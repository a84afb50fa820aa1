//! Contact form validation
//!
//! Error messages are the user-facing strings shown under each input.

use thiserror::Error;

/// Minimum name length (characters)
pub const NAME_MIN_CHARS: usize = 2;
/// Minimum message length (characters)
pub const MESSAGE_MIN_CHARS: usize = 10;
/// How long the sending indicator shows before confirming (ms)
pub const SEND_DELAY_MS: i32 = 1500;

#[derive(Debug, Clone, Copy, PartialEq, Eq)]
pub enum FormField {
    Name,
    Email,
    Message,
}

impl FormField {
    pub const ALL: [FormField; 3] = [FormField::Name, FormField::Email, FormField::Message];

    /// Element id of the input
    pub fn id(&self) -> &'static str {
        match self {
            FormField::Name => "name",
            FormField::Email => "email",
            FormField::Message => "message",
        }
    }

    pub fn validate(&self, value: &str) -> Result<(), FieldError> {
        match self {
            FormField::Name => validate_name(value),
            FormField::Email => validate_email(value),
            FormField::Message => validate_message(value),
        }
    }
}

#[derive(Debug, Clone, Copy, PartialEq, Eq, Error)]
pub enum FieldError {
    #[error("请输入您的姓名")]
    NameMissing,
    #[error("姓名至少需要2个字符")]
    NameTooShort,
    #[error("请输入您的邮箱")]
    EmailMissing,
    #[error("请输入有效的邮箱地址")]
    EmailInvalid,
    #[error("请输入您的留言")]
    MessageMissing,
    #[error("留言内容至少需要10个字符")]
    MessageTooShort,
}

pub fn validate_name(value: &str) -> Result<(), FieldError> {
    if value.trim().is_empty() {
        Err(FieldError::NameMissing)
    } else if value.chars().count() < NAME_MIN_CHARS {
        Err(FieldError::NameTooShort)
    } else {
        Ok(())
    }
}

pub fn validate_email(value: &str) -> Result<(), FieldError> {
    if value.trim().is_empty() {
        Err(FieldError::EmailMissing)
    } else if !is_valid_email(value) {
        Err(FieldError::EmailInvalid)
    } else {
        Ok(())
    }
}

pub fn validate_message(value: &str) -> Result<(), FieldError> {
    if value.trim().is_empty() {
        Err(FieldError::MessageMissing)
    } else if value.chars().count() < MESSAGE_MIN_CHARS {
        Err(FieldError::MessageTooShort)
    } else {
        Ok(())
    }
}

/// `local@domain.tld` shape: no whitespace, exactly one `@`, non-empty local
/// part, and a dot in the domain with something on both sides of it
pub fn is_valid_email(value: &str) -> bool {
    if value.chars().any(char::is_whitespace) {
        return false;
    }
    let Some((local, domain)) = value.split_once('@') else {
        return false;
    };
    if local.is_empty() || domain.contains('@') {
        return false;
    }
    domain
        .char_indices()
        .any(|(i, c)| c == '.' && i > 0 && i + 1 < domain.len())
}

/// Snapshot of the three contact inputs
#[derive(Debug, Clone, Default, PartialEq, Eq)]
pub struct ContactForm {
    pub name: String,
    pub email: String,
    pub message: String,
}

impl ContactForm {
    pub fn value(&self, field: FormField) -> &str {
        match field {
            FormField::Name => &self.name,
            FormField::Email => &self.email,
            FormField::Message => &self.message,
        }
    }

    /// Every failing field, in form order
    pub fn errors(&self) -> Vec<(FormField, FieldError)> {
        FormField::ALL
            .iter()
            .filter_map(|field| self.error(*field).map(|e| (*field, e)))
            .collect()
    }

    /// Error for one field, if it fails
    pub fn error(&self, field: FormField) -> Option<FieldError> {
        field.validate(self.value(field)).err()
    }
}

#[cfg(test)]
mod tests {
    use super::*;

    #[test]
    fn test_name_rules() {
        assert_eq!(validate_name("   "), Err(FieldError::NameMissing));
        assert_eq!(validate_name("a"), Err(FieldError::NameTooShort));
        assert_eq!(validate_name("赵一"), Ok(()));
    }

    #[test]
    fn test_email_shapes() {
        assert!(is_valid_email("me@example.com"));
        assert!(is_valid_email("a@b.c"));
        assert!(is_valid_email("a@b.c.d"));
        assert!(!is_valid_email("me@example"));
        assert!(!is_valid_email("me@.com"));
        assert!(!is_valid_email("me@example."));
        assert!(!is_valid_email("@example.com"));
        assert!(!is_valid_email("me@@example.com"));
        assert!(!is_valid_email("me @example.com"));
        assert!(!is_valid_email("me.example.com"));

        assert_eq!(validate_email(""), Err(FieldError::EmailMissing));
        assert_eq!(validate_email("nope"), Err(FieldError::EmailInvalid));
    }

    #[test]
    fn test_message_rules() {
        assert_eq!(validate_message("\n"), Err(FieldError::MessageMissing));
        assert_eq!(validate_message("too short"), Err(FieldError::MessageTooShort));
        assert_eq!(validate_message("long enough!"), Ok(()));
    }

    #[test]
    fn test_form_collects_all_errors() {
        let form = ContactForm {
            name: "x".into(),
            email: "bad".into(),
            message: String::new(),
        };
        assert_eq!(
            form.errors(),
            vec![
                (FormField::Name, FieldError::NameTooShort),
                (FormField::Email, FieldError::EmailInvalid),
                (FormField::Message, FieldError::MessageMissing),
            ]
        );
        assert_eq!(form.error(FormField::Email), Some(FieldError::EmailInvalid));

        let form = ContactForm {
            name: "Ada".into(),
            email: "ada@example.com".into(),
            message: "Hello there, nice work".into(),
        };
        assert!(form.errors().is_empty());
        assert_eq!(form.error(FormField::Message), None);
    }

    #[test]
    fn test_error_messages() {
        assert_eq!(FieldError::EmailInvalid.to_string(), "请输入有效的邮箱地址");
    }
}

[WHAT YOU HAVE TO DO]: Return all lines of the data in which the string "long" appears.

[WRITTEN SOLUTION]:
/// How long the sending indicator shows before confirming (ms)
        assert_eq!(validate_message("long enough!"), Ok(()));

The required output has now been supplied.